During this Fine Art degree, I have been inspired by the artworks of many artists, I was fortunate to listen to some of them discuss their practice at the Wednesday afternoon lecture series.
One artist, in particular, Tansy Spinks studied Fine Art in Leeds, has an MA in Photography from the Royal College of Art and is a Licentiate of the Guildhall School of Music, London. Tansy is also a Senior Lecturer in Fine Art at Middlesex University where I sat under her 90-minute lecture about her practice.
At her lecture, the minutes flew by! I found her practice of using sound to create art the most fascinating and soul releasing concept! I know Tansy Spinks isn’t the only artist who creates with this media, but it was the first time I had personally been exposed to it.
Sound Walks! Tansy explains how she arranges walks that allow people a moment of time to just ‘listen’ enjoy, record what they can hear.

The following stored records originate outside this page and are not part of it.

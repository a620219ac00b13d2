use crate::entities::prelude::*;
use crate::entities::{device_models, devices};
use sea_orm_migration::prelude::*;
use sea_orm_migration::sea_orm::Schema;

#[derive(DeriveMigrationName)]
pub struct Migration;

#[async_trait::async_trait]
impl MigrationTrait for Migration {
    async fn up(&self, manager: &SchemaManager) -> Result<(), DbErr> {
        let backend = manager.get_database_backend();
        let schema = Schema::new(backend);

        // Referenced tables first so foreign keys resolve.
        manager
            .create_table(
                schema
                    .create_table_from_entity(Users)
                    .if_not_exists()
                    .to_owned(),
            )
            .await?;

        manager
            .create_table(
                schema
                    .create_table_from_entity(Vendors)
                    .if_not_exists()
                    .to_owned(),
            )
            .await?;

        manager
            .create_table(
                schema
                    .create_table_from_entity(Locations)
                    .if_not_exists()
                    .to_owned(),
            )
            .await?;

        manager
            .create_table(
                schema
                    .create_table_from_entity(DeviceModels)
                    .if_not_exists()
                    .to_owned(),
            )
            .await?;

        manager
            .create_table(
                schema
                    .create_table_from_entity(Devices)
                    .if_not_exists()
                    .to_owned(),
            )
            .await?;

        manager
            .create_index(
                Index::create()
                    .name("idx_models_vendor_id")
                    .table(DeviceModels)
                    .col(device_models::Column::VendorId)
                    .if_not_exists()
                    .to_owned(),
            )
            .await?;

        manager
            .create_index(
                Index::create()
                    .name("idx_devices_model_id")
                    .table(Devices)
                    .col(devices::Column::ModelId)
                    .if_not_exists()
                    .to_owned(),
            )
            .await?;

        manager
            .create_index(
                Index::create()
                    .name("idx_devices_location_id")
                    .table(Devices)
                    .col(devices::Column::LocationId)
                    .if_not_exists()
                    .to_owned(),
            )
            .await?;

        Ok(())
    }

    async fn down(&self, manager: &SchemaManager) -> Result<(), DbErr> {
        manager
            .drop_table(Table::drop().table(Devices).to_owned())
            .await?;
        manager
            .drop_table(Table::drop().table(DeviceModels).to_owned())
            .await?;
        manager
            .drop_table(Table::drop().table(Locations).to_owned())
            .await?;
        manager
            .drop_table(Table::drop().table(Vendors).to_owned())
            .await?;
        manager
            .drop_table(Table::drop().table(Users).to_owned())
            .await?;

        Ok(())
    }
}
use sea_orm::entity::prelude::*;

#[derive(Clone, Debug, PartialEq, Eq, DeriveEntityModel)]
#[sea_orm(table_name = "users")]
pub struct Model {
    #[sea_orm(primary_key)]
    pub id: i32,

    #[sea_orm(unique)]
    pub username: String,

    /// Argon2id password hash
    pub password_hash: String,

    /// `admin` or `user`
    pub role: String,

    pub approved: bool,

    pub created_at: String,
}

#[derive(Copy, Clone, Debug, EnumIter, DeriveRelation)]
pub enum Relation {}

impl ActiveModelBehavior for ActiveModel {}
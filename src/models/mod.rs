pub mod inventory;
pub mod user;
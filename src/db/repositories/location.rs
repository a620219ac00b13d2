use crate::entities::{locations, prelude::*};
use crate::models::inventory::Location;
use anyhow::{Context, Result};
use sea_orm::{
    ColumnTrait, DatabaseConnection, EntityTrait, PaginatorTrait, QueryFilter, QueryOrder, Set,
    sea_query::Expr,
};
use tracing::info;

/// Repository for location operations
pub struct LocationRepository {
    conn: DatabaseConnection,
}

impl LocationRepository {
    pub fn new(conn: DatabaseConnection) -> Self {
        Self { conn }
    }

    fn map_model(l: locations::Model) -> Location {
        Location {
            id: l.id,
            name: l.name,
            note: l.note.unwrap_or_default(),
        }
    }

    pub async fn list(&self) -> Result<Vec<Location>> {
        let rows = Locations::find()
            .order_by_asc(locations::Column::Name)
            .all(&self.conn)
            .await
            .context("Failed to list locations")?;

        Ok(rows.into_iter().map(Self::map_model).collect())
    }

    pub async fn create(&self, name: &str, note: Option<&str>) -> Result<i32> {
        let active_model = locations::ActiveModel {
            name: Set(name.to_string()),
            note: Set(note.map(str::to_string)),
            ..Default::default()
        };

        let res = Locations::insert(active_model).exec(&self.conn).await?;
        info!("Added location {}: {}", res.last_insert_id, name);
        Ok(res.last_insert_id)
    }

    pub async fn update(&self, id: i32, name: &str, note: Option<&str>) -> Result<bool> {
        let result = Locations::update_many()
            .col_expr(locations::Column::Name, Expr::value(name))
            .col_expr(locations::Column::Note, Expr::value(note.map(str::to_string)))
            .filter(locations::Column::Id.eq(id))
            .exec(&self.conn)
            .await?;

        Ok(result.rows_affected > 0)
    }

    pub async fn delete(&self, id: i32) -> Result<bool> {
        let result = Locations::delete_by_id(id).exec(&self.conn).await?;
        Ok(result.rows_affected > 0)
    }

    pub async fn count(&self) -> Result<u64> {
        Ok(Locations::find().count(&self.conn).await?)
    }

    pub async fn exists(&self, id: i32) -> Result<bool> {
        let count = Locations::find()
            .filter(locations::Column::Id.eq(id))
            .count(&self.conn)
            .await?;
        Ok(count > 0)
    }
}
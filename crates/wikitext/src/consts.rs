use regex::Regex;
use std::sync::LazyLock;

macro_rules! regex {
    ($name:ident, $regex:expr) => {
        pub(crate) static $name: LazyLock<Regex> = LazyLock::new(|| Regex::new($regex).unwrap());
    };
}

// One capture group per opaque kind, in the order of `OpaqueKind::ALL`.
regex!(OPAQUE_START_REGEX, r"(?i)(<!--)|(<nowiki>)|(<pre>)|(<math>)");
regex!(COMMENT_END_REGEX, r"-->");
regex!(NOWIKI_END_REGEX, r"(?i)</nowiki>");
regex!(PRE_END_REGEX, r"(?i)</pre>");
regex!(MATH_END_REGEX, r"(?i)</math>");

regex!(AUTHOR_FIELD_REGEX, r"(?i)\|\s*author\s*=");
regex!(DATE_FIELD_REGEX, r"(?i)\|\s*date\s*=");
use std::fmt;

/// Case-insensitive substring filter.
///
/// ```
/// use dtz_batch::Filter;
///
/// let filter = Filter::new("  Jane ").unwrap();
/// assert!(filter.matches("[[User:JANE DOE|Jane]]"));
/// assert!(!filter.matches("John"));
/// assert!(Filter::new("   ").is_none());
/// ```
#[derive(Debug, Clone, PartialEq, Eq)]
pub struct Filter(String);

impl Filter {
    /// Builds a filter from user input; blank input means "no filter".
    pub fn new(input: &str) -> Option<Self> {
        let needle = input.trim().to_lowercase();
        (!needle.is_empty()).then_some(Self(needle))
    }

    pub fn matches(&self, haystack: &str) -> bool {
        haystack.to_lowercase().contains(&self.0)
    }
}

impl fmt::Display for Filter {
    fn fmt(&self, f: &mut fmt::Formatter<'_>) -> fmt::Result {
        f.write_str(&self.0)
    }
}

As Tansy is explaining this to the almost full lecture theatre, there was a whistling sound of wind creeping through the vents behind her to her right. It was eerily awesome to me, almost ‘staged’ but I know it was pure, it just immediately got me caught up in enjoying ‘sound’… any sound.
Tansy Spinks talked about her experience in Marrakesh and how the ‘Sound Walks’ were held there, how she overcame issues about her being a woman and restrictions that this brought to her and her practice.
One of the simplest ideas that influenced me the most was that she would place small objects she planned to eat on a piece of paper and draw around it. She has a collection of such recorded memories as part of her project. This was perfection to me, to be able to take the almost childlike action of drawing around an object, this made my heart free! and thankful the purity is still there. I believe as artists we are losing this sense of play, art is play! art is release and freedom but we are trying too hard to make an impression, to be seen and heard and talked about, we are losing the true benefits that art making brings.
Days after the lecture I found my self thinking “please help me to have the purity of Tansy Spinks!” it sounds ridiculous and laughable, but I meant it.
The finale came at her lecture as she took up her violin and started to play, she walked up the lecture theatre aisle and down again still playing! I was raptured and captured by it all.
I walked home from the lecture that day, paying homage to sounds, sounds I have taken for granted every day for over 50 years. Later that evening I listened to my dog breathing as she slept peacefully, thankful she’s still with me, she’s getting on and seems to be having a lot of health problems. Now I listen more ardently to things, to life and feel more alive myself, and more connected to it all.